Use HAVING for Aggregate Filters, Not WHERE
When filtering on aggregated columns like COUNT or SUM, WHERE won’t work—you need HAVING. The difference tripped me up when I needed to find projects with zero active tasks.
Here’s the wrong approach that throws a syntax error:
-- This FAILS with syntax error
SELECT
p.id,
p.title,
COUNT(t.id) as task_count
FROM projects p
LEFT JOIN tasks t ON t.project_id = p.id
WHERE t.status = 'active'
AND COUNT(t.id) = 0 -- ERROR: Invalid use of aggregate
GROUP BY p.id, p.title
MySQL will complain: “Invalid use of group function.” You can’t filter on aggregates in the WHERE clause because aggregation happens after the WHERE filter is applied.
The correct approach uses HAVING:
SELECT
p.id,
p.title,
COUNT(t.id) as task_count
FROM projects p
LEFT JOIN tasks t ON t.project_id = p.id
AND t.status = 'active'
GROUP BY p.id, p.title
HAVING task_count = 0
The key difference: WHERE filters rows before aggregation, HAVING filters groups after.

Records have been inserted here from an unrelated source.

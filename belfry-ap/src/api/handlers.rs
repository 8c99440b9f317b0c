//! HTTP request handlers
//!
//! Thin adapters from HTTP to the application container. Blocking audio
//! calls (bells and announcements play to completion) are pushed onto the
//! blocking pool so the async workers stay free.

use crate::api::server::AppContext;
use crate::audio::engine::EngineStatus;
use crate::player::{MusicFile, PlayerStatus};
use crate::scheduler::{SchedulerStatus, TimelineEntry};
use crate::services::birthdays::BirthdayStatus;
use crate::services::holidays::HolidayStatus;
use axum::{
    extract::{Path, State},
    http::StatusCode,
    Json,
};
use belfry_common::events::ChannelId;
use belfry_common::schedule::{Activity, DaySchedule, WeekSchedule};
use belfry_common::time::TimeOfDay;
use belfry_common::Error;
use chrono::NaiveDate;
use serde::{Deserialize, Serialize};
use tracing::{error, info};

// ============================================================================
// Request/Response Types
// ============================================================================

#[derive(Debug, Serialize)]
pub struct HealthResponse {
    status: String,
    module: String,
    version: String,
}

#[derive(Debug, Serialize)]
pub struct StatusResponse {
    status: String,
}

#[derive(Debug, Serialize)]
pub struct FullStatusResponse {
    scheduler: SchedulerStatus,
    audio: EngineStatus,
    player: PlayerStatus,
}

#[derive(Debug, Deserialize)]
pub struct VolumeRequest {
    volume: u8,
}

#[derive(Debug, Serialize)]
pub struct VolumeResponse {
    channel: String,
    volume: u8,
}

#[derive(Debug, Deserialize)]
pub struct SoundRequest {
    sound_id: String,
}

#[derive(Debug, Deserialize)]
pub struct TtsRequest {
    text: String,
}

#[derive(Debug, Deserialize)]
pub struct PlayFileRequest {
    path: String,
}

#[derive(Debug, Deserialize)]
pub struct PlayRadioRequest {
    url: String,
}

#[derive(Debug, Deserialize)]
pub struct PlaylistRequest {
    files: Vec<String>,
    #[serde(default)]
    shuffle: bool,
}

#[derive(Debug, Deserialize)]
pub struct SeekRequest {
    position: f64,
}

#[derive(Debug, Deserialize)]
pub struct AddBirthdayRequest {
    name: String,
    date: String,
}

#[derive(Debug, Deserialize)]
pub struct BirthdaySettingsRequest {
    enabled: Option<bool>,
    announcement_times: Option<Vec<TimeOfDay>>,
    template: Option<String>,
}

#[derive(Debug, Deserialize)]
pub struct AddHolidayRequest {
    /// "DD.MM.YYYY"
    date: String,
    name: String,
}

#[derive(Debug, Deserialize)]
pub struct MuteHolidayRequest {
    date: String,
    muted: bool,
}

#[derive(Debug, Deserialize)]
pub struct HolidaySettingsRequest {
    enabled: Option<bool>,
    skip_on_holidays: Option<bool>,
}

#[derive(Debug, Serialize)]
pub struct ImportResponse {
    imported: usize,
}

type ApiError = (StatusCode, Json<StatusResponse>);

fn api_error(err: Error) -> ApiError {
    let status = match &err {
        Error::NotFound(_) | Error::MissingSource(_) => StatusCode::NOT_FOUND,
        Error::ScheduleConflict(_) => StatusCode::CONFLICT,
        Error::BadRequest(_) | Error::InvalidTimeOfDay(_) | Error::Schedule(_) => {
            StatusCode::BAD_REQUEST
        }
        _ => StatusCode::INTERNAL_SERVER_ERROR,
    };
    if status == StatusCode::INTERNAL_SERVER_ERROR {
        error!("request failed: {}", err);
    }
    (
        status,
        Json(StatusResponse {
            status: format!("error: {}", err),
        }),
    )
}

fn ok() -> Json<StatusResponse> {
    Json(StatusResponse {
        status: "ok".to_string(),
    })
}

/// Run a blocking audio call on the blocking pool.
async fn blocking<T, F>(f: F) -> Result<T, ApiError>
where
    T: Send + 'static,
    F: FnOnce() -> belfry_common::Result<T> + Send + 'static,
{
    tokio::task::spawn_blocking(f)
        .await
        .map_err(|e| api_error(Error::Internal(format!("blocking task failed: {}", e))))?
        .map_err(api_error)
}

fn parse_channel(channel: &str) -> Result<ChannelId, ApiError> {
    match channel {
        "bell" => Ok(ChannelId::Bell),
        "announcement" => Ok(ChannelId::Announcement),
        "music" => Ok(ChannelId::Music),
        other => Err(api_error(Error::BadRequest(format!(
            "unknown channel: {}",
            other
        )))),
    }
}

fn parse_date(date: &str) -> Result<NaiveDate, ApiError> {
    NaiveDate::parse_from_str(date, "%d.%m.%Y")
        .map_err(|_| api_error(Error::BadRequest(format!("bad date: {}", date))))
}

// ============================================================================
// Health and status
// ============================================================================

/// GET /health
pub async fn health() -> Json<HealthResponse> {
    Json(HealthResponse {
        status: "healthy".to_string(),
        module: "belfry-ap".to_string(),
        version: env!("CARGO_PKG_VERSION").to_string(),
    })
}

/// GET /api/status - combined scheduler, audio and player snapshot
pub async fn get_status(State(ctx): State<AppContext>) -> Json<FullStatusResponse> {
    Json(FullStatusResponse {
        scheduler: ctx.app.scheduler.status(),
        audio: ctx.app.engine.status(),
        player: ctx.app.player.status(),
    })
}

// ============================================================================
// Schedule
// ============================================================================

/// GET /api/schedule
pub async fn get_schedule(State(ctx): State<AppContext>) -> Json<WeekSchedule> {
    Json(ctx.app.scheduler.get_schedule())
}

/// POST /api/schedule - replace the whole week
pub async fn update_schedule(
    State(ctx): State<AppContext>,
    Json(days): Json<Vec<DaySchedule>>,
) -> Result<Json<StatusResponse>, ApiError> {
    ctx.app.scheduler.update_schedule(days).map_err(api_error)?;
    info!("schedule replaced");
    Ok(ok())
}

/// POST /api/schedule/day - replace one day
pub async fn update_day(
    State(ctx): State<AppContext>,
    Json(day): Json<DaySchedule>,
) -> Result<Json<StatusResponse>, ApiError> {
    ctx.app.scheduler.update_day(day).map_err(api_error)?;
    Ok(ok())
}

/// POST /api/schedule/:day/activities
pub async fn add_activity(
    State(ctx): State<AppContext>,
    Path(day): Path<u8>,
    Json(activity): Json<Activity>,
) -> Result<Json<StatusResponse>, ApiError> {
    ctx.app
        .scheduler
        .add_activity(day, activity)
        .map_err(api_error)?;
    Ok(ok())
}

/// DELETE /api/schedule/:day/activities/:activity_id
pub async fn remove_activity(
    State(ctx): State<AppContext>,
    Path((day, activity_id)): Path<(u8, String)>,
) -> Result<Json<StatusResponse>, ApiError> {
    ctx.app
        .scheduler
        .remove_activity(day, &activity_id)
        .map_err(api_error)?;
    Ok(ok())
}

/// GET /api/timeline - today's boundaries in order
pub async fn get_timeline(State(ctx): State<AppContext>) -> Json<Vec<TimelineEntry>> {
    Json(ctx.app.scheduler.daily_timeline())
}

// ============================================================================
// Scheduler control
// ============================================================================

/// POST /api/scheduler/start
pub async fn start_scheduler(State(ctx): State<AppContext>) -> Json<StatusResponse> {
    ctx.app.scheduler.start();
    ok()
}

/// POST /api/scheduler/stop
pub async fn stop_scheduler(State(ctx): State<AppContext>) -> Json<StatusResponse> {
    let scheduler = ctx.app.scheduler.clone();
    // stop() joins the tick thread; keep it off the async workers
    let _ = tokio::task::spawn_blocking(move || scheduler.stop()).await;
    ok()
}

// ============================================================================
// Audio
// ============================================================================

/// GET /api/audio/status
pub async fn get_audio_status(State(ctx): State<AppContext>) -> Json<EngineStatus> {
    Json(ctx.app.engine.status())
}

/// GET /api/audio/volume/:channel
pub async fn get_volume(
    State(ctx): State<AppContext>,
    Path(channel): Path<String>,
) -> Result<Json<VolumeResponse>, ApiError> {
    let volume = if channel == "manual" {
        ctx.app.player.volume()
    } else {
        ctx.app.engine.get_volume(parse_channel(&channel)?)
    };
    Ok(Json(VolumeResponse { channel, volume }))
}

/// POST /api/audio/volume/:channel
pub async fn set_volume(
    State(ctx): State<AppContext>,
    Path(channel): Path<String>,
    Json(req): Json<VolumeRequest>,
) -> Result<Json<VolumeResponse>, ApiError> {
    if channel == "manual" {
        ctx.app.player.set_volume(req.volume);
    } else {
        ctx.app.engine.set_volume(parse_channel(&channel)?, req.volume);
    }
    Ok(Json(VolumeResponse {
        channel,
        volume: req.volume.min(100),
    }))
}

/// POST /api/audio/bell - play a bell to completion
pub async fn trigger_bell(
    State(ctx): State<AppContext>,
    Json(req): Json<SoundRequest>,
) -> Result<Json<StatusResponse>, ApiError> {
    let engine = ctx.app.engine.clone();
    blocking(move || engine.play_bell(&req.sound_id, true)).await?;
    Ok(ok())
}

/// POST /api/audio/announcement - play an announcement to completion
pub async fn trigger_announcement(
    State(ctx): State<AppContext>,
    Json(req): Json<SoundRequest>,
) -> Result<Json<StatusResponse>, ApiError> {
    let engine = ctx.app.engine.clone();
    blocking(move || engine.play_announcement(&req.sound_id, true)).await?;
    Ok(ok())
}

/// POST /api/audio/tts - synthesize text and speak it
pub async fn trigger_tts(
    State(ctx): State<AppContext>,
    Json(req): Json<TtsRequest>,
) -> Result<Json<StatusResponse>, ApiError> {
    let synth = ctx.app.synth.clone();
    let engine = ctx.app.engine.clone();
    blocking(move || {
        let path = synth.generate(&req.text, "")?;
        engine.play_announcement(&path.to_string_lossy(), true)
    })
    .await?;
    Ok(ok())
}

/// POST /api/audio/stop-all
pub async fn stop_all(State(ctx): State<AppContext>) -> Json<StatusResponse> {
    ctx.app.engine.stop_all();
    ok()
}

// ============================================================================
// Manual player
// ============================================================================

/// GET /api/player/status
pub async fn player_status(State(ctx): State<AppContext>) -> Json<PlayerStatus> {
    Json(ctx.app.player.status())
}

/// GET /api/player/files - browsable music library
pub async fn player_files(State(ctx): State<AppContext>) -> Json<Vec<MusicFile>> {
    Json(ctx.app.player.list_music_files())
}

/// POST /api/player/play-file
pub async fn player_play_file(
    State(ctx): State<AppContext>,
    Json(req): Json<PlayFileRequest>,
) -> Result<Json<StatusResponse>, ApiError> {
    ctx.app.player.play_file(&req.path).map_err(api_error)?;
    Ok(ok())
}

/// POST /api/player/play-radio
pub async fn player_play_radio(
    State(ctx): State<AppContext>,
    Json(req): Json<PlayRadioRequest>,
) -> Result<Json<StatusResponse>, ApiError> {
    ctx.app.player.play_radio(&req.url).map_err(api_error)?;
    Ok(ok())
}

/// POST /api/player/playlist
pub async fn player_playlist(
    State(ctx): State<AppContext>,
    Json(req): Json<PlaylistRequest>,
) -> Result<Json<StatusResponse>, ApiError> {
    ctx.app
        .player
        .play_playlist(req.files, req.shuffle)
        .map_err(api_error)?;
    Ok(ok())
}

/// POST /api/player/next
pub async fn player_next(State(ctx): State<AppContext>) -> Json<StatusResponse> {
    ctx.app.player.next_track();
    ok()
}

/// POST /api/player/previous
pub async fn player_previous(State(ctx): State<AppContext>) -> Json<StatusResponse> {
    ctx.app.player.previous_track();
    ok()
}

/// POST /api/player/toggle
pub async fn player_toggle(State(ctx): State<AppContext>) -> Json<StatusResponse> {
    ctx.app.player.toggle_play_pause();
    ok()
}

/// POST /api/player/stop
pub async fn player_stop(State(ctx): State<AppContext>) -> Json<StatusResponse> {
    ctx.app.player.stop();
    ok()
}

/// POST /api/player/seek
pub async fn player_seek(
    State(ctx): State<AppContext>,
    Json(req): Json<SeekRequest>,
) -> Json<StatusResponse> {
    ctx.app.player.seek(req.position);
    ok()
}

/// POST /api/player/volume
pub async fn player_volume(
    State(ctx): State<AppContext>,
    Json(req): Json<VolumeRequest>,
) -> Json<VolumeResponse> {
    ctx.app.player.set_volume(req.volume);
    Json(VolumeResponse {
        channel: "manual".to_string(),
        volume: req.volume.min(100),
    })
}

// ============================================================================
// Birthdays
// ============================================================================

/// GET /api/birthdays
pub async fn birthday_status(State(ctx): State<AppContext>) -> Json<BirthdayStatus> {
    Json(ctx.app.birthdays.status())
}

/// POST /api/birthdays
pub async fn add_birthday(
    State(ctx): State<AppContext>,
    Json(req): Json<AddBirthdayRequest>,
) -> Result<Json<StatusResponse>, ApiError> {
    ctx.app
        .birthdays
        .add_person(&req.name, &req.date)
        .map_err(api_error)?;
    Ok(ok())
}

/// DELETE /api/birthdays/:name
pub async fn remove_birthday(
    State(ctx): State<AppContext>,
    Path(name): Path<String>,
) -> Result<Json<StatusResponse>, ApiError> {
    if ctx.app.birthdays.remove_person(&name) {
        Ok(ok())
    } else {
        Err(api_error(Error::NotFound(format!("person {}", name))))
    }
}

/// POST /api/birthdays/import - CSV body, "name,date" per line
pub async fn import_birthdays(
    State(ctx): State<AppContext>,
    body: String,
) -> Json<ImportResponse> {
    let imported = ctx.app.birthdays.import_csv(&body);
    info!("imported {} birthday record(s)", imported);
    Json(ImportResponse { imported })
}

/// POST /api/birthdays/settings
pub async fn birthday_settings(
    State(ctx): State<AppContext>,
    Json(req): Json<BirthdaySettingsRequest>,
) -> Json<StatusResponse> {
    if let Some(enabled) = req.enabled {
        ctx.app.birthdays.set_enabled(enabled);
    }
    if let Some(times) = req.announcement_times {
        ctx.app.birthdays.set_announcement_times(times);
    }
    if let Some(template) = req.template {
        ctx.app.birthdays.set_template(template);
    }
    ok()
}

// ============================================================================
// Holidays
// ============================================================================

/// GET /api/holidays
pub async fn holiday_status(State(ctx): State<AppContext>) -> Json<HolidayStatus> {
    Json(ctx.app.holidays.status())
}

/// POST /api/holidays
pub async fn add_holiday(
    State(ctx): State<AppContext>,
    Json(req): Json<AddHolidayRequest>,
) -> Result<Json<StatusResponse>, ApiError> {
    let date = parse_date(&req.date)?;
    ctx.app.holidays.set_holiday(date, &req.name);
    Ok(ok())
}

/// DELETE /api/holidays/:date
pub async fn remove_holiday(
    State(ctx): State<AppContext>,
    Path(date): Path<String>,
) -> Result<Json<StatusResponse>, ApiError> {
    let date = parse_date(&date)?;
    if ctx.app.holidays.remove_holiday(date) {
        Ok(ok())
    } else {
        Err(api_error(Error::NotFound("no such holiday".to_string())))
    }
}

/// POST /api/holidays/mute
pub async fn mute_holiday(
    State(ctx): State<AppContext>,
    Json(req): Json<MuteHolidayRequest>,
) -> Result<Json<StatusResponse>, ApiError> {
    parse_date(&req.date)?;
    ctx.app.holidays.set_holiday_muted(&req.date, req.muted);
    Ok(ok())
}

/// POST /api/holidays/settings
pub async fn holiday_settings(
    State(ctx): State<AppContext>,
    Json(req): Json<HolidaySettingsRequest>,
) -> Json<StatusResponse> {
    if let Some(enabled) = req.enabled {
        ctx.app.holidays.set_enabled(enabled);
    }
    if let Some(skip) = req.skip_on_holidays {
        ctx.app.holidays.set_skip_on_holidays(skip);
    }
    ok()
}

Using WHERE on an aggregate throws a syntax error.
In Laravel’s query builder, this translates to:
DB::table('projects')
->leftJoin('tasks', function ($join) {
$join->on('tasks.project_id', '=', 'projects.id')
->where('tasks.status', '=', 'active');
})
->select('projects.id', 'projects.title', DB::raw('COUNT(tasks.id) as task_count'))
->groupBy('projects.id', 'projects.title')
->havingRaw('task_count = 0')
->get();
Or if you already aliased it in selectRaw, you can use the cleaner having() method:
->having('task_count', 0)
Understanding this distinction prevents hours of debugging cryptic MySQL errors. Remember: filter rows with WHERE, filter aggregates with HAVING.